- Flag Coat of arms
- Coordinates (Żórawina): 50°59′N 17°03′E﻿ / ﻿50.983°N 17.050°E
- Country: Poland
- Voivodeship: Lower Silesian
- County: Wrocław
- Seat: Żórawina
- Sołectwos: Bogunów, Bratowice-Zagródki, Galowice, Jaksonów, Jarosławice, Karwiany-Komorowice, Krajków, Mędłów, Milejowice, Mnichowice, Nowojowice, Nowy Śleszów, Okrzeszyce-Rynakowice, Polakowice, Przecławice, Racławice Małe, Rzeplin-Szukalice, Stary Śleszów, Suchy Dwór, Turów, Węgry-Brzeście-Marcinkowice, Wilczków, Wilkowice, Wojkowice, Żerniki Wielkie, Żórawina

Area
- • Total: 120.11 km^{2} (46.37 sq mi)

Population (2019-06-30)
- • Total: 10,967
- • Density: 91.308/km^{2} (236.49/sq mi)
- Website: http://www.gminazorawina.pl

= Gmina Żórawina =

Gmina Żórawina is a rural gmina (administrative district) in Wrocław County, Lower Silesian Voivodeship, in south-western Poland. Its seat is the village of Żórawina, which lies approximately 16 km south of the regional capital Wrocław.

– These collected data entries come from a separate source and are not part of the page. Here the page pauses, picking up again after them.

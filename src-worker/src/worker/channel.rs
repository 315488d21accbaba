use std::sync::mpsc::{self, Receiver, Sender};
use std::sync::Arc;
use std::thread::{self, JoinHandle};

use crate::engine::ModelCache;
use crate::error::WorkerError;
use crate::protocol::{Envelope, HostMessage};

use super::Worker;

/// Host side of a connection to a worker.
pub trait WorkerChannel {
    fn submit(&mut self, message: HostMessage) -> Result<(), WorkerError>;

    /// Blocks until the worker sends its next message.
    fn recv(&mut self) -> Result<Envelope, WorkerError>;
}

/// A worker running on a dedicated thread of the host process.
pub struct ThreadWorker {
    requests: Option<Sender<HostMessage>>,
    messages: Receiver<Envelope>,
    thread: Option<JoinHandle<()>>,
}

impl ThreadWorker {
    pub fn spawn(worker: Worker) -> Result<Self, WorkerError> {
        let (request_tx, request_rx) = mpsc::channel::<HostMessage>();
        let (message_tx, message_rx) = mpsc::channel::<Envelope>();

        let thread = thread::Builder::new()
            .name("scribe-worker".into())
            .spawn(move || {
                let mut sink = message_tx;
                if let Err(err) = worker.serve(request_rx, &mut sink) {
                    log::warn!("Worker thread stopped: {err}");
                }
            })?;

        log::debug!("Spawned worker thread");
        Ok(Self {
            requests: Some(request_tx),
            messages: message_rx,
            thread: Some(thread),
        })
    }
}

pub fn spawn_thread_worker(cache: Arc<ModelCache>) -> Result<ThreadWorker, WorkerError> {
    ThreadWorker::spawn(Worker::new(cache))
}

impl WorkerChannel for ThreadWorker {
    fn submit(&mut self, message: HostMessage) -> Result<(), WorkerError> {
        self.requests
            .as_ref()
            .ok_or(WorkerError::Disconnected)?
            .send(message)
            .map_err(|_| WorkerError::Disconnected)
    }

    fn recv(&mut self) -> Result<Envelope, WorkerError> {
        self.messages.recv().map_err(|_| WorkerError::Disconnected)
    }
}

impl Drop for ThreadWorker {
    fn drop(&mut self) {
        // Closing the request channel ends the worker loop after the
        // current request.
        self.requests.take();
        if let Some(thread) = self.thread.take() {
            if thread.join().is_err() {
                log::error!("Worker thread panicked");
            }
        }
    }
}
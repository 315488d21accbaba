use crate::asr::recognizer::{AsrError, InferenceConfig};
use crate::asr::Beam;
use ndarray::{Array, Array1, Array2, Array3, ArrayView1};

pub type DecoderOutputState = (Array3<f32>, Array3<f32>);

pub struct StepScores {
    pub blank_score: f32,
    pub top_tokens: Vec<(usize, f32)>,
    pub output_state: DecoderOutputState,
}

#[derive(Clone)]
pub struct Hypothesis {
    pub tokens: Vec<i32>,
    pub frames: Vec<usize>,
    pub score: f32,
    pub state: DecoderOutputState,
    pub last_token: i32,
}

impl Hypothesis {
    pub fn extend(&mut self, token: i32, frame: usize, score: f32, state: DecoderOutputState) {
        self.tokens.push(token);
        self.frames.push(frame);
        self.score += score;
        self.state = state;
        self.last_token = token;
    }

    pub fn to_beam(&self) -> Beam {
        Beam {
            output_token_ids: self.tokens.clone(),
            score: self.score,
        }
    }
}

#[derive(Debug)]
pub struct DecoderWorkspace {
    pub(super) encoder_step: Array3<f32>,
    pub(super) targets: Array2<i32>,
    pub(super) target_length: Array1<i32>,
    pub(super) state: DecoderOutputState,
}

impl DecoderWorkspace {
    pub fn new(session: &ort::session::Session) -> Result<Self, AsrError> {
        let encoder_dim = session
            .inputs
            .iter()
            .find(|i| i.name == "encoder_outputs")
            .and_then(|i| i.input_type.tensor_shape())
            .and_then(|s| s.get(1).copied())
            .and_then(|d| usize::try_from(d).ok())
            .unwrap_or(1024);

        let state_shape = |name: &str| {
            session
                .inputs
                .iter()
                .find(|i| i.name == name)
                .and_then(|i| i.input_type.tensor_shape())
                .map(|s| (s[0] as usize, s[2] as usize))
                .ok_or_else(|| AsrError::InputNotFound(name.to_string()))
        };
        let (s1_layers, s1_dim) = state_shape("input_states_1")?;
        let (s2_layers, s2_dim) = state_shape("input_states_2")?;

        Ok(Self {
            encoder_step: Array::zeros((1, encoder_dim, 1)),
            targets: Array2::zeros((1, 1)),
            target_length: Array1::from_vec(vec![1]),
            state: (
                Array::zeros((s1_layers, 1, s1_dim)),
                Array::zeros((s2_layers, 1, s2_dim)),
            ),
        })
    }

    pub fn set_encoder_step(&mut self, frame: &ArrayView1<f32>) {
        self.encoder_step
            .index_axis_mut(ndarray::Axis(2), 0)
            .index_axis_mut(ndarray::Axis(0), 0)
            .assign(frame);
    }

    pub fn set_target(&mut self, token: i32) {
        self.targets[[0, 0]] = token;
    }
}

/// Non-blank candidates ranked by logit, keeping only those that clear the
/// configured margin over blank.
pub fn extract_top_tokens(
    vocab_logits: &[f32],
    blank_score: f32,
    config: &InferenceConfig,
    beam_width: usize,
    blank_idx: usize,
) -> Vec<(usize, f32)> {
    let mut candidates: Vec<_> = vocab_logits
        .iter()
        .enumerate()
        .filter(|(i, _)| *i != blank_idx)
        .map(|(i, &l)| (i, l))
        .filter(|(_, s)| {
            s.is_finite()
                && (config.min_blank_margin <= 0.0
                    || !blank_score.is_finite()
                    || (s - blank_score) >= config.min_blank_margin)
        })
        .collect();

    candidates.sort_by(|a, b| b.1.total_cmp(&a.1));
    candidates.truncate(beam_width.max(1));
    candidates
}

The gmina covers an area of 120.11 km2, and as of 2019 its total population is 10,967. It is part of the Wrocław metropolitan area.

==Neighbouring gminas==
Gmina Żórawina is bordered by the gminas of Borów, Domaniów, Kobierzyce and Siechnice.

==Villages==
The gmina contains the villages of Bogunów, Bratowice, Brzeście, Galowice, Jaksonów, Jarosławice, Karwiany, Komorowice, Krajków, Marcinkowice, Mędłów, Milejowice, Mnichowice, Nowojowice, Nowy Śleszów, Okrzeszyce, Pasterzyce, Polakowice, Przecławice, Racławice Małe, Rynakowice, Rzeplin, Stary Śleszów, Suchy Dwór, Szukalice, Turów, Węgry, Wilczków, Wilkowice, Wojkowice, Zagródki, Żerniki Wielkie and Żórawina.